住宅宿泊事業法案(民泊新法案)閣議決定

政府は3月10日の閣議で、住宅やマンションの空き部屋を旅行者らに有償で貸し出す「民泊」のルールを定めた住宅宿泊事業法案(民泊新法案)を閣議決定したことを、時事通信社が3月10日に報じた

民泊は、現在、東京都大田区や大阪府など国家戦略特区で認められている他、旅館業法に基づいた「簡易宿所」としての営業許可を受けることで運用できる。政府は訪日客を2020年までに4,000万人に増やす目標を掲げており、健全な民泊サービスの普及により宿泊需要の受け皿として活用したい考えだ。

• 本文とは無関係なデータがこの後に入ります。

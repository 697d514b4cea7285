// SPDX-License-Identifier: PMPL-1.0-or-later
// Copyright (c) 2026 Jonathan D.A. Jewell (hyperpolymath) <jonathan.jewell@open.ac.uk>
//
// Geometry — display/native coordinate mapping and the four-corner model.

pub mod corners;
pub mod mapper;

pub use corners::{CornerModel, default_corners, nearest_corner, set_corner};
pub use mapper::{DisplayMapping, ScaleFactor, to_display, to_image};
//! SQLite backend for the LegacyLink data gateway.
//!
//! Wraps [`tokio_rusqlite`] so all database access runs on a dedicated thread
//! without blocking the async runtime.

mod encode;
mod schema;
mod store;

pub mod error;

pub use error::{Error, Result};
pub use store::SqliteStore;
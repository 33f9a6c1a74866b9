//! Password hashing and credential checks.

use argon2::{
  Argon2, PasswordHash, PasswordHasher, PasswordVerifier,
  password_hash::SaltString,
};
use legacylink_core::{
  principal::{Directory, Principal},
  store::CampusStore,
};
use rand_core::OsRng;

use crate::error::Error;

/// Hash `password` into an argon2id PHC string.
pub fn hash_password(password: &str) -> Result<String, Error> {
  let salt = SaltString::generate(&mut OsRng);
  Argon2::default()
    .hash_password(password.as_bytes(), &salt)
    .map(|h| h.to_string())
    .map_err(|e| Error::Internal(format!("argon2 error: {e}")))
}

/// Constant-time check of `password` against a stored PHC string. A
/// malformed hash never verifies.
pub fn verify_password(password: &str, phc: &str) -> bool {
  PasswordHash::new(phc)
    .map(|parsed| {
      Argon2::default()
        .verify_password(password.as_bytes(), &parsed)
        .is_ok()
    })
    .unwrap_or(false)
}

/// Check a student or alumnus login against the directory's roster.
pub async fn authenticate_member<S>(
  store: &S,
  directory: Directory,
  prn: &str,
  password: &str,
) -> Result<Option<Principal>, Error>
where
  S: CampusStore,
{
  let Some(hash) = store
    .member_password_hash(directory, prn)
    .await
    .map_err(Error::store)?
  else {
    return Ok(None);
  };
  if !verify_password(password, &hash) {
    return Ok(None);
  }

  let profile = store
    .find_member(directory, prn)
    .await
    .map_err(Error::store)?;
  Ok(profile.map(|p| p.principal()))
}

pub async fn authenticate_admin<S>(
  store: &S,
  username: &str,
  password: &str,
) -> Result<Option<Principal>, Error>
where
  S: CampusStore,
{
  let Some(hash) = store
    .admin_password_hash(username)
    .await
    .map_err(Error::store)?
  else {
    return Ok(None);
  };
  if !verify_password(password, &hash) {
    return Ok(None);
  }

  let admin = store.find_admin(username).await.map_err(Error::store)?;
  Ok(admin.map(|a| a.principal()))
}
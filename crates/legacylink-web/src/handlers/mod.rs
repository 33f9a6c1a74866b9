pub mod admin;
pub mod chat;
pub mod events;
pub mod home;
pub mod login;
pub mod posts;
pub mod profile;

use axum::{
  Json,
  extract::{
    Path,
    rejection::{JsonRejection, PathRejection},
  },
  http::StatusCode,
  response::{Html, IntoResponse, Response},
};
use legacylink_core::store::CampusStore;
use serde_json::Value;

use crate::{AppState, error::Error, render::Page};

/// Render `page` with `data` and the given status.
pub(crate) fn render_page<S>(
  state:  &AppState<S>,
  status: StatusCode,
  page:   Page,
  data:   &Value,
) -> Result<Response, Error>
where
  S: CampusStore + Clone + Send + Sync + 'static,
{
  let html = state.renderer.render(page, data)?;
  Ok((status, Html(html)).into_response())
}

/// Trim a form field; empty after trimming counts as missing.
pub(crate) fn required(field: &str, value: &str) -> Result<String, Error> {
  let value = value.trim();
  if value.is_empty() {
    return Err(Error::Validation(format!("{field} is required")));
  }
  Ok(value.to_owned())
}

pub(crate) fn parse_batch_year(value: &str) -> Result<i32, Error> {
  required("Batch year", value)?
    .parse()
    .map_err(|_| Error::Validation("Batch year must be a number".into()))
}

/// Numeric id from the URL. Framework rejection text is never echoed.
pub(crate) fn path_id(
  id:   Result<Path<i64>, PathRejection>,
  what: &str,
) -> Result<i64, Error> {
  id.map(|Path(id)| id)
    .map_err(|_| Error::Validation(format!("Invalid {what} ID")))
}

/// JSON request body; a missing content type or malformed body is a
/// validation error.
pub(crate) fn json_body<T>(body: Result<Json<T>, JsonRejection>) -> Result<T, Error> {
  body
    .map(|Json(body)| body)
    .map_err(|_| Error::Validation("Request body must be a JSON object".into()))
}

民泊新法案では、民泊物件の所有者に「都道府県への届け出」、「衛生管理」、「苦情対応」などの義務を課す。また、物件管理を所有者から委託された業者や民泊仲介業者には、観光庁への登録を義務づける。届け出制となるため、原則として、届け出を行えば民泊の事業が可能となる。

このほか、「特区以外の地域」や、原則として簡易宿所を設置することができない「住宅地」での民泊も解禁する。

一方、違反者に対しては、立ち入り検査の実施や罰則を設ける。法令に違反した事業者には業務停止命令や事業廃止命令を発し、従わない場合は、6カ月以下の懲役または100万円以下の罰金を科す。

年間営業日数の上限は180泊とし、生活環境の悪化が懸念される地域では都道府県や政令市などが条例により短縮できるようにする。ただし、国交省は営業日数を「ゼロ日」とするなどし、事実上の「民泊締め出し」となるような条例は認めない方針だ。

政府は今国会での成立を目指しており、2018年始めの施行を目標とする見通しだ。